About this exercise:
Search the records below for the word "String" and show every line where it occurs.
Top of Input
//! Raw input tables and the places they come from.
//!
//! A [`RawTable`] is the untouched shape of an input: header names exactly as
//! the source spelled them and rows of text cells. Files are read by
//! [`file::load_table`]; the ad-platform reporting API is read by
//! [`remote::GraphClient`].

pub mod actions;
pub mod file;
pub mod remote;

pub use file::load_table;

#[derive(Debug, Clone, Default, PartialEq, Eq)]
pub struct RawTable {
    pub headers: Vec<String>,
    pub rows: Vec<Vec<String>>,
}

impl RawTable {
    /// Builds a table, padding or truncating every row to the header width.
    pub fn new(headers: Vec<String>, rows: Vec<Vec<String>>) -> Self {
        let width = headers.len();
        let rows = rows
            .into_iter()
            .map(|mut row| {
                row.resize(width, String::new());
                row
            })
            .collect();
        Self { headers, rows }
    }

    pub fn len(&self) -> usize {
        self.rows.len()
    }

    pub fn is_empty(&self) -> bool {
        self.rows.is_empty()
    }

    pub fn column_index(&self, name: &str) -> Option<usize> {
        self.headers.iter().position(|h| h == name)
    }

    /// Appends `other` below `self`, aligning columns by name. Columns only
    /// one side knows about are blank on the other side's rows.
    pub fn append(&mut self, other: RawTable) {
        if self.headers.is_empty() && self.rows.is_empty() {
            *self = other;
            return;
        }
        let mapping = other
            .headers
            .iter()
            .map(|name| match self.column_index(name) {
                Some(idx) => idx,
                None => {
                    self.headers.push(name.clone());
                    self.headers.len() - 1
                }
            })
            .collect::<Vec<_>>();
        let width = self.headers.len();
        for row in &mut self.rows {
            row.resize(width, String::new());
        }
        for row in other.rows {
            let mut aligned = vec![String::new(); width];
            for (value, &target) in row.into_iter().zip(&mapping) {
                aligned[target] = value;
            }
            self.rows.push(aligned);
        }
    }
}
Bottom of Input
Solved exercise:
    pub headers: Vec<String>,
    pub rows: Vec<Vec<String>>,
    pub fn new(headers: Vec<String>, rows: Vec<Vec<String>>) -> Self {
                row.resize(width, String::new());
            row.resize(width, String::new());
            let mut aligned = vec![String::new(); width];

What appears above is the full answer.